Vitamin D, antigen presentation and adaptive immunity. Macrophages and mature DCs can induce both adaptive T-lymphocyte-mediated and B-lymphocyte-mediated immunity by internalizing and processing pathogens. Presentation of the resulting antigens to resting B lymphocytes or resting T lymphocytes leads to the activation of these cells and concomitant adaptive immune response (blue arrows). Macrophages and mature DCs also express the vitamin-D-activating enzyme CP27B and are thus able to synthesize 1,25(OH)₂D from precursor 25OHD (red arrows).
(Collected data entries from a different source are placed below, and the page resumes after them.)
// Copyright 2023 - 2024 Muxstream See the COPYRIGHT
// file at the top-level directory of this distribution.
//
// Licensed under the Apache License, Version 2.0 <LICENSE-APACHE or
// http://www.apache.org/licenses/LICENSE-2.0>, at your
// option. This file may not be copied, modified, or distributed
// except according to those terms.
//
// Author: tickbh
// -----
// Created Date: 2024/01/17 09:42:25

use std::collections::VecDeque;
use std::sync::{Mutex, MutexGuard};

use bytes::{Buf, Bytes, BytesMut};
use tokio::sync::mpsc::Sender;
use tokio::sync::Notify;

use crate::frame::{Reason, StreamIdentifier, WindowSize};
use crate::protocol::mux::flow_control::FlowControl;
use crate::{Initiator, ProtError};

/// 半边流的生命周期: 打开 -> 正常完成 | 异常终止
#[derive(Debug, Clone, Copy, PartialEq, Eq)]
pub enum HalfState {
    Open,
    Completed,
    Aborted(Reason),
}

impl HalfState {
    pub fn is_terminal(&self) -> bool {
        !matches!(self, HalfState::Open)
    }
}

/// 组成流的基本数据, 由连接驱动任务与应用句柄共享,
/// 所有字段统一由`state`锁保护, 计数器不会被两个任务并发修改
pub struct InnerStream {
    id: StreamIdentifier,
    state: Mutex<StreamState>,
    /// 收到数据或输入半边关闭时唤醒读句柄
    recv_notify: Notify,
    /// 窗口补充或输出半边关闭时唤醒写句柄
    send_notify: Notify,
    /// 句柄侧有待发送内容时唤醒驱动任务
    wake_conn: Sender<()>,
}

pub struct StreamState {
    // ---- 输入半边 (对端 -> 本端) ----
    pub recv_buf: VecDeque<Bytes>,
    /// 已收到对端的END标记
    pub recv_end: bool,
    pub input: HalfState,
    pub recv_flow: FlowControl,
    /// 应用已确认消费、待编码成WINDOW_UPDATE的字节数
    pub pending_window: WindowSize,

    // ---- 输出半边 (本端 -> 对端) ----
    pub send_buf: BytesMut,
    pub send_end_requested: bool,
    /// 输出半边写过实际数据
    pub wrote_any: bool,
    pub end_flushed: bool,
    pub output: HalfState,
    pub send_flow: FlowControl,
    /// 待驱动任务发送的RESET错误码
    pub reset_pending: Option<Reason>,
    pub reset_sent: bool,
    /// 对端以STREAM_CLOSED/NO_ERROR重置, 表示干净地拒收后续数据
    pub peer_stopped: bool,
    /// 收到过对端的RESET
    pub peer_reset: bool,

    /// 连接级终止错误, 一旦记录所有后续操作都返回同一错误
    pub conn_close: Option<(Reason, Initiator)>,
}

impl InnerStream {
    pub fn new(
        id: StreamIdentifier,
        send_window: WindowSize,
        recv_window: WindowSize,
        has_input: bool,
        has_output: bool,
        wake_conn: Sender<()>,
    ) -> InnerStream {
        InnerStream {
            id,
            state: Mutex::new(StreamState {
                recv_buf: VecDeque::new(),
                // 单向流缺失的输入不会再有数据, 线路视角一开始就算收完
                recv_end: !has_input,
                // 单向流缺失的半边视作天然完成
                input: if has_input {
                    HalfState::Open
                } else {
                    HalfState::Completed
                },
                recv_flow: FlowControl::new(recv_window),
                pending_window: 0,
                send_buf: BytesMut::new(),
                send_end_requested: false,
                wrote_any: false,
                end_flushed: !has_output,
                output: if has_output {
                    HalfState::Open
                } else {
                    HalfState::Completed
                },
                send_flow: FlowControl::new(send_window),
                reset_pending: None,
                reset_sent: false,
                peer_stopped: false,
                peer_reset: false,
                conn_close: None,
            }),
            recv_notify: Notify::new(),
            send_notify: Notify::new(),
            wake_conn,
        }
    }

    pub fn id(&self) -> StreamIdentifier {
        self.id
    }

    pub fn state(&self) -> MutexGuard<'_, StreamState> {
        self.state.lock().unwrap()
    }

    pub fn recv_notify(&self) -> &Notify {
        &self.recv_notify
    }

    pub fn send_notify(&self) -> &Notify {
        &self.send_notify
    }

    pub fn wake_conn(&self) {
        let _ = self.wake_conn.try_send(());
    }

    /// 驱动任务收到该流的DATA帧. 返回false表示输入半边已终止,
    /// 这是滞后发送方的残余数据, 丢弃即可
    pub fn recv_data(&self, payload: Bytes, end: bool) -> Result<bool, Reason> {
        let mut state = self.state();
        state.recv_flow.recv_data(payload.len() as WindowSize)?;
        if state.input.is_terminal() {
            // 丢弃数据的同时立即归还窗口, 对端不会被一条废弃流卡死;
            // END仍要记账, 名额释放依赖它
            state.pending_window += payload.len() as WindowSize;
            if end {
                state.recv_end = true;
            }
            return Ok(false);
        }
        if state.recv_end {
            // END之后继续发数据是协议错误
            return Err(Reason::PROTOCOL_ERROR);
        }
        if !payload.is_empty() {
            state.recv_buf.push_back(payload);
        }
        if end {
            state.recv_end = true;
        }
        drop(state);
        self.recv_notify.notify_waiters();
        Ok(true)
    }

    /// 驱动任务收到该流的RESET帧
    pub fn recv_reset(&self, reason: Reason) {
        let mut state = self.state();
        state.peer_reset = true;
        if !state.recv_end && !state.input.is_terminal() {
            state.input = HalfState::Aborted(reason);
            state.recv_buf.clear();
        }
        if !state.output.is_terminal() {
            state.output = HalfState::Aborted(reason);
            state.peer_stopped = reason == Reason::STREAM_CLOSED || reason == Reason::NO_ERROR;
            state.send_buf.clear();
        }
        drop(state);
        self.recv_notify.notify_waiters();
        self.send_notify.notify_waiters();
    }

    /// 驱动任务收到该流的WINDOW_UPDATE帧
    pub fn recv_window_update(&self, inc: WindowSize) -> Result<(), Reason> {
        let mut state = self.state();
        state.send_flow.inc_window(inc)?;
        drop(state);
        self.send_notify.notify_waiters();
        Ok(())
    }

    /// 连接终止, 终止错误缓存进每个流
    pub fn conn_closed(&self, reason: Reason, initiator: Initiator) {
        let mut state = self.state();
        if state.conn_close.is_none() {
            state.conn_close = Some((reason, initiator));
        }
        drop(state);
        self.recv_notify.notify_waiters();
        self.send_notify.notify_waiters();
    }

    /// 驱动任务取一块已获准发送的数据, 返回(数据, END标志)
    pub fn take_send_chunk(&self, max: usize) -> Option<(Bytes, bool)> {
        let mut state = self.state();
        if state.output.is_terminal() && state.send_buf.is_empty() {
            return None;
        }
        if state.send_buf.is_empty() {
            if state.send_end_requested && !state.end_flushed {
                state.end_flushed = true;
                state.output = HalfState::Completed;
                drop(state);
                self.send_notify.notify_waiters();
                return Some((Bytes::new(), true));
            }
            return None;
        }
        let len = state.send_buf.len().min(max);
        let chunk = state.send_buf.split_to(len).freeze();
        let end = state.send_buf.is_empty() && state.send_end_requested;
        if end {
            state.end_flushed = true;
            state.output = HalfState::Completed;
        }
        drop(state);
        self.send_notify.notify_waiters();
        Some((chunk, end))
    }

    /// 驱动任务取累积的窗口确认, 同时补充本端接收信用
    pub fn take_pending_window(&self) -> Option<WindowSize> {
        let mut state = self.state();
        if state.pending_window == 0 {
            return None;
        }
        let n = state.pending_window;
        state.pending_window = 0;
        // 确认已发给对端, 从此允许对端再发这么多
        if state.recv_flow.inc_window(n).is_err() {
            return None;
        }
        Some(n)
    }

    /// 驱动任务取待发送的RESET
    pub fn take_pending_reset(&self) -> Option<Reason> {
        let mut state = self.state();
        if state.reset_sent {
            return None;
        }
        let reason = state.reset_pending.take()?;
        state.reset_sent = true;
        Some(reason)
    }

    /// 本端重置整个流: 两个半边就地终止, 并向对端补发RESET.
    /// `complete_input`为真时输入半边按正常完成记录, 供提前读完的场景
    pub fn local_reset(&self, reason: Reason, complete_input: bool) {
        let mut state = self.state();
        // 对端已发END的输入不作废, 缓存的数据仍可读完
        if !state.input.is_terminal() && !state.recv_end {
            state.input = if complete_input {
                HalfState::Completed
            } else {
                HalfState::Aborted(reason)
            };
            state.recv_buf.clear();
        }
        if !state.output.is_terminal() {
            state.output = HalfState::Aborted(reason);
            state.send_buf.clear();
        }
        if !state.reset_sent && state.reset_pending.is_none() {
            state.reset_pending = Some(reason);
        }
        drop(state);
        self.recv_notify.notify_waiters();
        self.send_notify.notify_waiters();
        self.wake_conn();
    }

    /// 读句柄被丢弃: 输入半边就地完成, 之后到达的数据按滞后帧丢弃,
    /// 已缓存与未确认的字节立即归还窗口, 不向对端发RESET
    pub fn discard_input(&self, unacked: WindowSize) {
        let mut state = self.state();
        let mut credit = unacked;
        while let Some(chunk) = state.recv_buf.pop_front() {
            credit += chunk.len() as WindowSize;
        }
        if !state.input.is_terminal() {
            state.input = HalfState::Completed;
        }
        if credit > 0 {
            state.pending_window += credit;
        }
        drop(state);
        self.wake_conn();
    }

    /// 准入名额以双方都能观察到的线路事件为准释放:
    /// 两个方向的END都已走线, 或任意一端的RESET已走线.
    /// 本地句柄的去留不参与, 否则两端的计数会漂移
    pub fn is_fully_terminal(&self) -> bool {
        let state = self.state();
        let reset_done = state.reset_sent || state.peer_reset;
        let input_done = state.recv_end || reset_done;
        let output_done = state.end_flushed || reset_done;
        input_done && output_done && state.send_buf.is_empty()
    }

    pub fn has_send_interest(&self) -> bool {
        let state = self.state();
        !state.send_buf.is_empty()
            || (state.send_end_requested && !state.end_flushed && !state.output.is_terminal())
            || state.pending_window > 0
            || (state.reset_pending.is_some() && !state.reset_sent)
    }
}

impl std::fmt::Debug for InnerStream {
    fn fmt(&self, f: &mut std::fmt::Formatter<'_>) -> std::fmt::Result {
        f.debug_struct("InnerStream").field("id", &self.id).finish()
    }
}

impl StreamState {
    /// 句柄侧统一的错误出口: 流重置或连接终止都在这里兑现
    pub fn check_error(&self) -> Result<(), ProtError> {
        if let Some((reason, initiator)) = self.conn_close {
            return Err(ProtError::from_close(reason, initiator));
        }
        Ok(())
    }

    pub fn admit_send(&mut self, data: &mut Bytes) -> usize {
        let budget = self.send_flow.available() as usize;
        let len = budget.min(data.len());
        if len > 0 {
            self.send_flow.send_data(len as WindowSize);
            self.send_buf.extend_from_slice(&data.chunk()[..len]);
            data.advance(len);
            self.wrote_any = true;
        }
        len
    }
}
The 1,25(OH)₂D synthesized in this way can act in a paracrine fashion on activated B lymphocytes and activated T lymphocytes, which express abundant VDR; local effects of 1,25(OH)₂D are designated by purple arrows. The effects on B and T lymphocyte function are listed. Additional paracrine responses to 1,25(OH)₂D also seem to be manifested via precursor monocytes and immature DCs, which express higher levels of VDR than their mature counterparts. In the case of monocytes, 1,25(OH)₂D seems to stimulate further differentiation of macrophages (purple arrow at the upper left), possibly as an adjunct to the effects of vitamin D on innate immunity (see Figure 1). By contrast, 1,25(OH)₂D suppresses DC maturation (blocked purple arrow at the upper right), providing a mechanism for attenuation of adaptive T lymphocyte responses coupled with enhancement of immunosuppression mediated by T_REG. Abbreviations: 1,25(OH)₂D, 1,25-dihydroxyvitamin D; 25OHD, 25-hydroxyvitamin D; CCL22, CC-chemokine ligand 22; CCR10, CC-chemokine receptor 10; CP27B, 25OHD-1α hydroxylase; DC, dendritic cell; Ig, immunoglobulin; T_H1, type 1 T-helper lymphocyte; T_H2, type 2 T-helper lymphocyte; T_REG, T-regulatory lymphocyte; VDR, vitamin D receptor.